> **PROBLEM STATEMENT**
Give back exactly the lines of the material below, starting with the line with "const BASE: &str" and going on through the line with "async fn test_plain_link_becomes_record()".

### DATA ###

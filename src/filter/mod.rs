//! Description link filtering pipeline.
//!
//! Links pass four stages in strict order:
//! 1. drop in-video timestamps and hashtags
//! 2. drop links whose visible text matches the exclusion set
//! 3. resolve complete-looking URLs through their redirects
//! 4. drop links whose resolved name matches the exclusion set
//!
//! Stage 4 catches shortened links (`bit.ly/...`) that expand to an excluded domain.

mod classify;

pub use classify::{is_self_timestamp_or_hashtag, looks_like_full_url, ExclusionSet};

use tracing::debug;

use crate::models::{DescriptionLink, VideoLinkRecord};
use crate::resolver::LinkResolver;
use crate::utils::absolute_link;

/// Per-video context for the filtering pipeline.
pub struct LinkFilter<'a> {
    pub exclusions: &'a ExclusionSet,
    pub base_url: &'a str,
    /// URL of the video being scraped, as reported by the browser.
    pub current_video_url: &'a str,
    pub video_title: &'a str,
}

impl LinkFilter<'_> {
    /// Stages 1 and 2: cheap checks on what the page shows.
    pub fn prefilter(&self, links: Vec<DescriptionLink>) -> Vec<DescriptionLink> {
        links
            .into_iter()
            .filter(|link| {
                !is_self_timestamp_or_hashtag(link, self.current_video_url, self.base_url)
            })
            .filter(|link| !self.exclusions.matches(&link.text))
            .collect()
    }

    /// Run all four stages and build records for the survivors.
    pub async fn apply<R>(&self, links: Vec<DescriptionLink>, resolver: &R) -> Vec<VideoLinkRecord>
    where
        R: LinkResolver + ?Sized,
    {
        let candidates = self.prefilter(links);
        let mut records = Vec::with_capacity(candidates.len());

        for link in candidates {
            let url_name = if looks_like_full_url(&link.text) {
                resolver.resolve(&link.text).await
            } else {
                link.text.clone()
            };

            if self.exclusions.matches(&url_name) {
                debug!("Dropping {} (resolved to excluded {})", link.text, url_name);
                continue;
            }

            records.push(VideoLinkRecord::new(
                self.video_title,
                url_name,
                absolute_link(self.base_url, &link.href),
            ));
        }

        records
    }
}

#[cfg(test)]
mod tests {
    use super::*;
    use crate::testing::TableResolver;

    const BASE: &str = "https://www.youtube.com";
    const VIDEO: &str = "https://www.youtube.com/watch?v=abc123";

    fn exclusions() -> ExclusionSet {
        ExclusionSet::build(&["facebook", "twitter", "instagram"], &[".com"])
    }

    fn filter(exclusions: &ExclusionSet) -> LinkFilter<'_> {
        LinkFilter {
            exclusions,
            base_url: BASE,
            current_video_url: VIDEO,
            video_title: "My Video",
        }
    }

    #[tokio::test]
    async fn test_plain_link_becomes_record() {
        let set = exclusions();
        let resolver = TableResolver::default();
        let links = vec![DescriptionLink::new(
            "https://example.com/shop",
            "/redirect?q=https%3A%2F%2Fexample.com%2Fshop",
        )];

        let records = filter(&set).apply(links, &resolver).await;

        assert_eq!(
            records,
            vec![VideoLinkRecord::new(
                "My Video",
                "https://example.com/shop",
                "https://www.youtube.com/redirect?q=https%3A%2F%2Fexample.com%2Fshop",
            )]
        );
    }

    #[tokio::test]
    async fn test_shortened_link_to_excluded_domain_is_dropped() {
        let set = exclusions();
        let resolver = TableResolver::with(&[("https://bit.ly/xyz", "https://twitter.com/someone")]);
        let links = vec![DescriptionLink::new("https://bit.ly/xyz", "/redirect?q=bitly")];

        // Survives stage 2 on its visible text...
        assert_eq!(filter(&set).prefilter(links.clone()).len(), 1);
        // ...but not stage 4.
        let records = filter(&set).apply(links, &resolver).await;
        assert!(records.is_empty());
        assert_eq!(resolver.asked(), vec!["https://bit.ly/xyz".to_string()]);
    }

    #[tokio::test]
    async fn test_excluded_text_never_reaches_resolver() {
        let set = exclusions();
        let resolver = TableResolver::default();
        let links = vec![
            DescriptionLink::new("https://facebook.com/me", "/redirect?q=fb"),
            DescriptionLink::new("#shorts", "/hashtag/shorts"),
            DescriptionLink::new("0:42", "/watch?v=abc123&t=42s"),
        ];

        let records = filter(&set).apply(links, &resolver).await;

        assert!(records.is_empty());
        assert!(resolver.asked().is_empty());
    }

    #[tokio::test]
    async fn test_timestamp_dropped_regardless_of_text() {
        let set = exclusions();
        let resolver = TableResolver::default();
        let links = vec![DescriptionLink::new(
            "https://example.com/looks-external",
            "/watch?v=abc123&t=1s",
        )];

        assert!(filter(&set).apply(links, &resolver).await.is_empty());
    }

    #[tokio::test]
    async fn test_ellipsized_text_is_not_resolved() {
        let set = exclusions();
        let resolver = TableResolver::default();
        let links = vec![
            DescriptionLink::new("https://www.example.com/products/long-na...", "/redirect?q=a"),
            DescriptionLink::new("Merch store", "/redirect?q=b"),
        ];

        let records = filter(&set).apply(links, &resolver).await;

        assert_eq!(records.len(), 2);
        assert_eq!(records[0].url_name, "https://www.example.com/products/long-na...");
        assert_eq!(records[1].url_name, "Merch store");
        assert!(resolver.asked().is_empty());
    }

    #[tokio::test]
    async fn test_order_is_preserved() {
        let set = exclusions();
        let resolver = TableResolver::with(&[("https://bit.ly/a", "https://example.com/a")]);
        let links = vec![
            DescriptionLink::new("https://bit.ly/a", "/redirect?q=1"),
            DescriptionLink::new("https://instagram.com/me", "/redirect?q=2"),
            DescriptionLink::new("https://example.org/b", "/redirect?q=3"),
        ];

        let names: Vec<String> = filter(&set)
            .apply(links, &resolver)
            .await
            .into_iter()
            .map(|r| r.url_name)
            .collect();

        assert_eq!(names, vec!["https://example.com/a", "https://example.org/b"]);
    }
}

###

> **RESPONSE BOX**
    const BASE: &str = "https://www.youtube.com";
    const VIDEO: &str = "https://www.youtube.com/watch?v=abc123";

    fn exclusions() -> ExclusionSet {
        ExclusionSet::build(&["facebook", "twitter", "instagram"], &[".com"])
    }

    fn filter(exclusions: &ExclusionSet) -> LinkFilter<'_> {
        LinkFilter {
            exclusions,
            base_url: BASE,
            current_video_url: VIDEO,
            video_title: "My Video",
        }
    }

    #[tokio::test]
    async fn test_plain_link_becomes_record() {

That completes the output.